Semi-automatic devices which comprise a drawer on which the documents to be wound on are set in position are also known. At the time of the pushing in of the drawer, the documents are wound onto the drum by means of a system of cables and clamping bars which engage, by suitable means, on the surface of the drum. When the drawer is pulled out of the device, the system of cables and clamping bars is detached from the drum and is wound onto the surface of the drawer. Such a device is not very versatile, inasmuch as concerns different formats of sheets and documents and the winding and coupling system for the tape and cable system constitues, by its complexity, a source of faulty operation.

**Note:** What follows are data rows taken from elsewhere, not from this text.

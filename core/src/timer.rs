//! Cancellable periodic tasks and the match clock built on them.
//!
//! Everything here is single-threaded: the host event loop drives a scheduler (`poll` or `advance`) and the
//! scheduler runs every due task in place. Tasks must not schedule or cancel from within their own callback.

use std::cell::{Cell, RefCell};
use std::rc::{Rc, Weak};
use std::time::Duration;

use web_time::Instant;

use crate::Seconds;

/// Period of the match clock.
pub const TICK: Duration = Duration::from_secs(1);

const MIN_PERIOD: Duration = Duration::from_millis(1);

pub trait Scheduler {
    type Handle: TimerHandle;

    /// Runs `task` once per `period` until the returned handle is cancelled or dropped.
    fn schedule_repeating(&self, period: Duration, task: Box<dyn FnMut()>) -> Self::Handle;
}

pub trait TimerHandle {
    fn cancel(&mut self);
    fn is_active(&self) -> bool;
}

struct Task {
    id: u64,
    period: Duration,
    next_due: Duration,
    callback: Box<dyn FnMut()>,
}

#[derive(Default)]
struct Timeline {
    next_id: u64,
    tasks: Vec<Task>,
}

impl Timeline {
    fn schedule(&mut self, now: Duration, period: Duration, callback: Box<dyn FnMut()>) -> u64 {
        let id = self.next_id;
        self.next_id += 1;
        let period = period.max(MIN_PERIOD);
        self.tasks.push(Task {
            id,
            period,
            next_due: now + period,
            callback,
        });
        id
    }

    fn run_until(&mut self, now: Duration) -> usize {
        let mut runs = 0;
        for task in &mut self.tasks {
            while task.next_due <= now {
                (task.callback)();
                task.next_due += task.period;
                runs += 1;
            }
        }
        runs
    }

    fn contains(&self, id: u64) -> bool {
        self.tasks.iter().any(|task| task.id == id)
    }

    fn remove(&mut self, id: u64) {
        self.tasks.retain(|task| task.id != id);
    }
}

type SharedTimeline = Rc<RefCell<Timeline>>;

/// Handle to a scheduled task; dropping it cancels the task.
#[derive(Debug)]
pub struct TaskHandle {
    id: u64,
    timeline: Weak<RefCell<Timeline>>,
}

impl TaskHandle {
    fn new(id: u64, timeline: &SharedTimeline) -> Self {
        Self {
            id,
            timeline: Rc::downgrade(timeline),
        }
    }
}

impl TimerHandle for TaskHandle {
    fn cancel(&mut self) {
        if let Some(timeline) = self.timeline.upgrade() {
            timeline.borrow_mut().remove(self.id);
        }
        self.timeline = Weak::new();
    }

    fn is_active(&self) -> bool {
        let Some(timeline) = self.timeline.upgrade() else {
            return false;
        };
        timeline.borrow().contains(self.id)
    }
}

impl Drop for TaskHandle {
    fn drop(&mut self) {
        self.cancel();
    }
}

impl core::fmt::Debug for Timeline {
    fn fmt(&self, f: &mut core::fmt::Formatter<'_>) -> core::fmt::Result {
        f.debug_struct("Timeline")
            .field("next_id", &self.next_id)
            .field("tasks", &self.tasks.len())
            .finish()
    }
}

/// Wall-clock scheduler, driven by calling [`PolledScheduler::poll`] from the host event loop.
#[derive(Clone, Debug)]
pub struct PolledScheduler {
    origin: Instant,
    timeline: SharedTimeline,
}

impl PolledScheduler {
    pub fn new() -> Self {
        Self {
            origin: Instant::now(),
            timeline: Default::default(),
        }
    }

    /// Runs every task that fell due since the last poll; returns how many callbacks ran.
    pub fn poll(&self) -> usize {
        self.timeline.borrow_mut().run_until(self.origin.elapsed())
    }

    pub fn active_tasks(&self) -> usize {
        self.timeline.borrow().tasks.len()
    }
}

impl Default for PolledScheduler {
    fn default() -> Self {
        Self::new()
    }
}

impl Scheduler for PolledScheduler {
    type Handle = TaskHandle;

    fn schedule_repeating(&self, period: Duration, task: Box<dyn FnMut()>) -> Self::Handle {
        let id = self
            .timeline
            .borrow_mut()
            .schedule(self.origin.elapsed(), period, task);
        TaskHandle::new(id, &self.timeline)
    }
}

/// Virtual-time scheduler, time only moves through [`ManualScheduler::advance`].
#[derive(Clone, Debug, Default)]
pub struct ManualScheduler {
    now: Rc<Cell<Duration>>,
    timeline: SharedTimeline,
}

impl ManualScheduler {
    pub fn new() -> Self {
        Self::default()
    }

    pub fn now(&self) -> Duration {
        self.now.get()
    }

    pub fn advance(&self, by: Duration) -> usize {
        let now = self.now.get() + by;
        self.now.set(now);
        self.timeline.borrow_mut().run_until(now)
    }

    pub fn advance_secs(&self, secs: u64) -> usize {
        self.advance(Duration::from_secs(secs))
    }

    pub fn active_tasks(&self) -> usize {
        self.timeline.borrow().tasks.len()
    }
}

impl Scheduler for ManualScheduler {
    type Handle = TaskHandle;

    fn schedule_repeating(&self, period: Duration, task: Box<dyn FnMut()>) -> Self::Handle {
        let id = self
            .timeline
            .borrow_mut()
            .schedule(self.now.get(), period, task);
        TaskHandle::new(id, &self.timeline)
    }
}

/// Whole-second counter ticking while a match is being played.
///
/// Holds at most one scheduled task: starting always cancels the previous one first.
#[derive(Debug)]
pub struct MatchClock<H> {
    elapsed: Rc<Cell<Seconds>>,
    handle: Option<H>,
}

impl<H: TimerHandle> MatchClock<H> {
    pub fn new() -> Self {
        Self {
            elapsed: Rc::new(Cell::new(0)),
            handle: None,
        }
    }

    pub fn start<S: Scheduler<Handle = H>>(&mut self, scheduler: &S) {
        self.stop();
        self.elapsed.set(0);
        let elapsed = Rc::clone(&self.elapsed);
        let handle = scheduler.schedule_repeating(
            TICK,
            Box::new(move || elapsed.set(elapsed.get().saturating_add(1))),
        );
        self.handle = Some(handle);
    }

    /// Cancels the running task, keeping the elapsed time. Returns whether a task was running.
    pub fn stop(&mut self) -> bool {
        match self.handle.take() {
            Some(mut handle) => {
                handle.cancel();
                true
            }
            None => false,
        }
    }

    pub fn reset(&mut self) {
        self.stop();
        self.elapsed.set(0);
    }

    pub fn elapsed(&self) -> Seconds {
        self.elapsed.get()
    }

    pub fn is_running(&self) -> bool {
        self.handle.as_ref().is_some_and(|handle| handle.is_active())
    }
}

impl<H: TimerHandle> Default for MatchClock<H> {
    fn default() -> Self {
        Self::new()
    }
}

#[cfg(test)]
mod tests {
    use super::*;

    #[test]
    fn manual_scheduler_runs_due_tasks() {
        let scheduler = ManualScheduler::new();
        let count = Rc::new(Cell::new(0));
        let counter = Rc::clone(&count);
        let _handle = scheduler.schedule_repeating(
            Duration::from_millis(500),
            Box::new(move || counter.set(counter.get() + 1)),
        );

        assert_eq!(scheduler.advance(Duration::from_millis(400)), 0);
        assert_eq!(scheduler.advance(Duration::from_millis(700)), 2);
        assert_eq!(count.get(), 2);
    }

    #[test]
    fn dropping_handle_cancels_task() {
        let scheduler = ManualScheduler::new();
        let handle = scheduler.schedule_repeating(TICK, Box::new(|| {}));
        assert!(handle.is_active());
        assert_eq!(scheduler.active_tasks(), 1);

        drop(handle);

        assert_eq!(scheduler.active_tasks(), 0);
        assert_eq!(scheduler.advance_secs(5), 0);
    }

    #[test]
    fn clock_counts_whole_seconds_and_stops() {
        let scheduler = ManualScheduler::new();
        let mut clock = MatchClock::new();

        clock.start(&scheduler);
        scheduler.advance(Duration::from_millis(3500));
        assert_eq!(clock.elapsed(), 3);
        assert!(clock.is_running());

        assert!(clock.stop());
        scheduler.advance_secs(10);
        assert_eq!(clock.elapsed(), 3);
        assert!(!clock.is_running());
        assert!(!clock.stop());
    }

    #[test]
    fn restarting_clock_keeps_a_single_task() {
        let scheduler = ManualScheduler::new();
        let mut clock = MatchClock::new();

        clock.start(&scheduler);
        scheduler.advance_secs(2);
        clock.start(&scheduler);

        assert_eq!(scheduler.active_tasks(), 1);
        assert_eq!(clock.elapsed(), 0);
        scheduler.advance_secs(4);
        assert_eq!(clock.elapsed(), 4);

        clock.reset();
        assert_eq!(clock.elapsed(), 0);
        assert_eq!(scheduler.active_tasks(), 0);
    }

    #[test]
    fn polled_scheduler_schedules_and_cancels() {
        let scheduler = PolledScheduler::new();
        let mut handle = scheduler.schedule_repeating(Duration::from_secs(3600), Box::new(|| {}));

        assert_eq!(scheduler.poll(), 0);
        assert_eq!(scheduler.active_tasks(), 1);
        handle.cancel();
        assert!(!handle.is_active());
        assert_eq!(scheduler.active_tasks(), 0);
    }
}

With a view to simplifying the mechanism, it would be useful to fix the sheet by only one edge on the drum and to ensure the holding of the sheet on the drum by pressure or guide elements. This solution, which is implemented by some manual loading and unloading devices, cannot be directly adapted to a semi-automatic loading in which a drawer is coupled mechanically to the drum, for the pulling out of the drawer would bring the drum in the reverse direction and would jam the free edge of the document against the first obstacle which it found. In a device in which the document is held by only one edge and in which an excessive moving away of the other edge from the drum is prevented by guide elements which are set round the drum at a slight distance, it seems indeed impossible to make the drum rotate in the reverse direction at the time of unloading.